Task details. Show every line below where "Debug" appears.

Listed entries.
----
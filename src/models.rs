//! Core data types for captured visit records.

use chrono::{DateTime, Utc};
use serde::{Deserialize, Serialize};

/// Sentinel name when no visitor name could be extracted.
pub const UNKNOWN_NAME: &str = "Unknown";
/// Sentinel for an absent document id or validity window.
pub const MISSING_FIELD: &str = "N/A";

/// One visitor's extracted data for one sequential id.
#[derive(Debug, Clone, PartialEq, Serialize, Deserialize)]
pub struct VisitRecord {
    /// Externally assigned id, matching the portal's sequential numbering.
    pub id: i64,
    pub name: String,
    pub document_id: String,
    /// `"dd/mm/yyyy - dd/mm/yyyy"` or the missing-field sentinel.
    pub validity_window: String,
    /// Full source text the fields were extracted from. Derived fields are a
    /// cache over this; migrations recompute them from here.
    pub raw_content: String,
    pub source_url: String,
    pub captured_at: DateTime<Utc>,
}

impl VisitRecord {
    /// Build a record from freshly extracted fields, stamped now.
    pub fn new(id: i64, fields: ExtractedFields, raw_content: String, source_url: String) -> Self {
        Self {
            id,
            name: fields.name,
            document_id: fields.document_id,
            validity_window: fields.validity_window,
            raw_content,
            source_url,
            captured_at: Utc::now(),
        }
    }
}

/// Derived fields produced by the extractor.
#[derive(Debug, Clone, PartialEq, Eq)]
pub struct ExtractedFields {
    pub name: String,
    pub document_id: String,
    pub validity_window: String,
}

impl ExtractedFields {
    /// All-sentinel result for content with nothing extractable.
    pub fn empty() -> Self {
        Self {
            name: UNKNOWN_NAME.to_string(),
            document_id: MISSING_FIELD.to_string(),
            validity_window: MISSING_FIELD.to_string(),
        }
    }

    /// Whether any identity field was extracted.
    pub fn has_identity(&self) -> bool {
        self.name != UNKNOWN_NAME || self.document_id != MISSING_FIELD
    }
}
----
Solution below.
#[derive(Debug, Clone, PartialEq, Serialize, Deserialize)]
#[derive(Debug, Clone, PartialEq, Eq)]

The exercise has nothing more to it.